--- Exercise description ---
The data below should be duplicated in full, unchanged.
···
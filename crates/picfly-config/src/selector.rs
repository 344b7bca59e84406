use serde::{Deserialize, Serialize};

#[derive(Debug, Serialize, Deserialize, Clone, Copy)]
#[serde(default)]
pub struct SelectorConfig {
    /// Drags narrower or shorter than this many pixels count as a stray click
    pub min_extent: u32,
    /// How strongly the backdrop outside the selection is darkened, 0..=255
    pub dim_alpha: u8,
    /// Upper bound on how long the overlay loop waits for input before checking for cancellation
    pub poll_interval_ms: u64,
}

impl Default for SelectorConfig {
    fn default() -> Self {
        Self {
            min_extent: 2,
            dim_alpha: 77,
            poll_interval_ms: 15,
        }
    }
}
···
--- Response for this exercise ---
filename crates/picfly-config/src/selector.rs
repository 344b7bca59e84406
use serde::{Deserialize, Serialize};

#[derive(Debug, Serialize, Deserialize, Clone, Copy)]
#[serde(default)]
pub struct SelectorConfig {
    /// Drags narrower or shorter than this many pixels count as a stray click
    pub min_extent: u32,
    /// How strongly the backdrop outside the selection is darkened, 0..=255
    pub dim_alpha: u8,
    /// Upper bound on how long the overlay loop waits for input before checking for cancellation
    pub poll_interval_ms: u64,
}

impl Default for SelectorConfig {
    fn default() -> Self {
        Self {
            min_extent: 2,
            dim_alpha: 77,
            poll_interval_ms: 15,
        }
    }
}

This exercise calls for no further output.